Franklin County High School students formed the Gay Straight Alliance in January to provide a safe space for teens to gather and feel accepted for who they are. This is critical in the tiny town, which is an hour’s drive from the nearest LGBTQ support centers in Chattanooga and Nashville.

The club was met with immediate backlash within both the school and the community at large — from people like Mr. Wimley comparing the GSA to ISIS and calling for meetings to defend so-called traditional marriage, to others posting “straight pride” signs in school hallways in protest.

The story garnered national media attention from LGBTQ news outlets, which has aided in creating a groundswell of support. The group’s Facebook page has exploded with over 2,000 likes from people applauding the GSA students and faculty advisers, and some have even written letters encouraging the students to continue claiming their safe space. One such letter reads, “You are loved, you are powerful, and you are going to change the world!”

On Monday night, during the Franklin County School Board meeting, supporters and opponents of the GSA will discuss its future — and students will learn whether the resource they created to feel safe at school will be protected by their community.

In the wake of Obergefell v.
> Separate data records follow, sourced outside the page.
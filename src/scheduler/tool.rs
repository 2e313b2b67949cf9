//! Argument builders for the external scheduler tool (`schtasks`).
//!
//! Each builder returns a ready [`ToolInvocation`]. Arguments are passed as
//! an argv vector, so paths and commands containing spaces need no quoting
//! here; the OS process layer quotes them for the target program.

use std::path::PathBuf;
use std::time::Duration;

use crate::config::ToolConfig;
use crate::process::ToolInvocation;
use crate::scheduler::path::{ROOT, SEPARATOR};

/// Enable/disable switch for an existing task.
#[derive(Debug, Clone, Copy, PartialEq, Eq)]
pub enum Toggle {
    /// Re-enable a disabled task.
    Enable,
    /// Disable the task without deleting it.
    Disable,
}

impl Toggle {
    /// Parse `"enable"` / `"disable"`, ignoring case and surrounding whitespace.
    pub fn parse(value: &str) -> Option<Self> {
        let value = value.trim();
        if value.eq_ignore_ascii_case("enable") {
            Some(Self::Enable)
        } else if value.eq_ignore_ascii_case("disable") {
            Some(Self::Disable)
        } else {
            None
        }
    }

    fn flag(self) -> &'static str {
        match self {
            Self::Enable => "/ENABLE",
            Self::Disable => "/DISABLE",
        }
    }
}

/// Run-as account for a task change.
#[derive(Clone, PartialEq, Eq)]
pub struct Credentials {
    /// Account name.
    pub user: String,
    /// Account password. Never logged.
    pub password: String,
}

impl std::fmt::Debug for Credentials {
    fn fmt(&self, f: &mut std::fmt::Formatter<'_>) -> std::fmt::Result {
        f.debug_struct("Credentials")
            .field("user", &self.user)
            .field("password", &"********")
            .finish()
    }
}

/// Builds invocations of the scheduler tool from a [`ToolConfig`].
#[derive(Debug, Clone)]
pub struct SchedulerTool {
    program: PathBuf,
    timeout: Duration,
}

impl SchedulerTool {
    /// Resolve the configured program once.
    pub fn from_config(config: &ToolConfig) -> Self {
        Self {
            program: config.resolve_program(),
            timeout: config.timeout(),
        }
    }

    /// Use an explicit program path and timeout.
    pub fn new(program: impl Into<PathBuf>, timeout: Duration) -> Self {
        Self {
            program: program.into(),
            timeout,
        }
    }

    fn invocation(&self) -> ToolInvocation {
        ToolInvocation::new(self.program.clone(), self.timeout)
    }

    /// `/query /nh /fo csv /tn <folder>\`
    pub fn query(&self, folder: &str) -> ToolInvocation {
        self.invocation()
            .arg("/query")
            .arg("/nh")
            .arg("/fo")
            .arg("csv")
            .arg("/tn")
            .arg(query_folder(folder))
    }

    /// `/create /sc <kind> /mo <modifier> /tn <path> /tr <command>`
    pub fn create(&self, kind: &str, modifier: i64, full_path: &str, run: &str) -> ToolInvocation {
        self.invocation()
            .arg("/create")
            .arg("/sc")
            .arg(kind)
            .arg("/mo")
            .arg(modifier.to_string())
            .arg("/tn")
            .arg(full_path)
            .arg("/tr")
            .arg(run)
    }

    /// `/run /tn <path>`
    pub fn run(&self, full_path: &str) -> ToolInvocation {
        self.invocation().arg("/run").arg("/tn").arg(full_path)
    }

    /// `/delete /tn <path> /f`
    pub fn delete(&self, full_path: &str) -> ToolInvocation {
        self.invocation()
            .arg("/delete")
            .arg("/tn")
            .arg(full_path)
            .arg("/f")
    }

    /// `/change /tn <path> [/tr <command>] /ENABLE|/DISABLE [/ru <user> /rp <password>]`
    pub fn change(
        &self,
        full_path: &str,
        toggle: Toggle,
        run: Option<&str>,
        credentials: Option<&Credentials>,
    ) -> ToolInvocation {
        let mut inv = self.invocation().arg("/change").arg("/tn").arg(full_path);
        if let Some(run) = run {
            inv = inv.arg("/tr").arg(run);
        }
        inv = inv.arg(toggle.flag());
        if let Some(creds) = credentials {
            inv = inv
                .arg("/ru")
                .arg(creds.user.as_str())
                .arg("/rp")
                .secret_arg(creds.password.as_str());
        }
        inv
    }
}

/// Folder argument for a query: blank means root, otherwise trailing separator.
pub fn query_folder(folder: &str) -> String {
    let folder = folder.trim();
    if folder.is_empty() {
        ROOT.to_owned()
    } else if folder.ends_with(SEPARATOR) {
        folder.to_owned()
    } else {
        format!("{folder}{SEPARATOR}")
    }
}

#[cfg(test)]
mod tests {
    use super::*;

    fn tool() -> SchedulerTool {
        SchedulerTool::new("schtasks.exe", Duration::from_secs(30))
    }

    #[test]
    fn query_blank_folder_targets_root() {
        assert_eq!(query_folder(""), "\\");
        assert_eq!(query_folder("   "), "\\");
        assert_eq!(query_folder("\\"), "\\");
        assert_eq!(query_folder(" Folder "), "Folder\\");
        assert_eq!(query_folder("A\\B\\"), "A\\B\\");
    }

    #[test]
    fn query_requests_headerless_csv() {
        let inv = tool().query("Folder");
        assert_eq!(inv.args, ["/query", "/nh", "/fo", "csv", "/tn", "Folder\\"]);
    }

    #[test]
    fn create_arguments() {
        let inv = tool().create("DAILY", 1, "Folder\\My Task", "C:\\run me.exe");
        assert_eq!(
            inv.args,
            [
                "/create",
                "/sc",
                "DAILY",
                "/mo",
                "1",
                "/tn",
                "Folder\\My Task",
                "/tr",
                "C:\\run me.exe"
            ]
        );
    }

    #[test]
    fn delete_is_forced() {
        let inv = tool().delete("Folder\\Task");
        assert_eq!(inv.args, ["/delete", "/tn", "Folder\\Task", "/f"]);
    }

    #[test]
    fn change_with_credentials_redacts_password() {
        let creds = Credentials {
            user: "svc".to_owned(),
            password: "p@ss".to_owned(),
        };
        let inv = tool().change("Folder\\Task", Toggle::Disable, Some("C:\\x.exe"), Some(&creds));
        assert_eq!(
            inv.args,
            [
                "/change",
                "/tn",
                "Folder\\Task",
                "/tr",
                "C:\\x.exe",
                "/DISABLE",
                "/ru",
                "svc",
                "/rp",
                "p@ss"
            ]
        );
        assert!(!inv.to_string().contains("p@ss"));
        assert!(!format!("{creds:?}").contains("p@ss"));
    }

    #[test]
    fn change_without_optional_parts() {
        let inv = tool().change("Task", Toggle::Enable, None, None);
        assert_eq!(inv.args, ["/change", "/tn", "Task", "/ENABLE"]);
    }

    #[test]
    fn toggle_parse() {
        assert_eq!(Toggle::parse("ENABLE"), Some(Toggle::Enable));
        assert_eq!(Toggle::parse(" disable "), Some(Toggle::Disable));
        assert_eq!(Toggle::parse("off"), None);
        assert_eq!(Toggle::parse(""), None);
    }
}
Hodges and strides in LGBTQ visibility and acceptance over the past year, it’s perhaps easy to assume that the fight for equality is over. But what’s happening in Winchester mirrors what’s happening across the country, as LGBTQ youth remain under attack — and are in need of official spaces of love and support as much as ever.

Since the beginning of 2016 alone, South Dakota, for example, has advanced bills that force transgender people to use bathrooms associated with the gender they were assigned at birth, deny transgender student athletes the ability to participate in sports activities aligned with their identities, and allow tax-funded discrimination against LGBTQ people and single mothers. States like Virginia and Washington have introduced similar “bathroom bills” designed to police transgender people’s use of public facilities. Of Oklahoma’s infamous 25 anti-LGBTQ bills submitted over the past month, at least six could negatively impact LGBTQ youth and their families.

The Williams Institute, a think tank at UCLA Law that conducts independent research on sexual orientation and gender identity, reported in 2012 that 40 percent of homeless youth reporting to service organizations identify as LGBT. And according to the Trevor Project, an LGBTQ suicide-prevention organization, gay and bisexual youth are four times more likely to attempt suicide than their straight peers, making the need for access to safe spaces all the more urgent.

Before the school board meeting, GSA supporters and advocacy groups from across the region are holding a rally in the school parking lot. Justin Sweatman-Weaver, co-chair of Gay Lesbian and Straight Education Network Middle Tennessee, said that the school system officials and school community itself have shown “extraordinary support for the GSA and the students.” He continued, “The opposition has come from outspoken members of the [Franklin County] community who are not directly tied to the school.”

Students have also found support from the ACLU, which, in December 2015, posted a handy open letter to principals and school administrators across the country about why GSAs have a legal right to exist in every school. What’s more, the scene in Winchester is “creating momentum for new efforts to support the LGBTQ community in rural areas” across the state, said Charles Whitmer, director of the Cumberland Center for Justice and Peace.

A decision to disband the student organization will surely be devastating to those who only a few weeks ago created a place for themselves in their own school. But the outpouring of love and compassion being shown to these students has let them know that they're not alone. And should the school board maintain the GSA’s status as an official group, it will be a much-needed victory for students both local and across the nation; if they can find victory in a small high school in a rural Tennessee town, then perhaps the fight for LGBTQ equality can be won anywhere.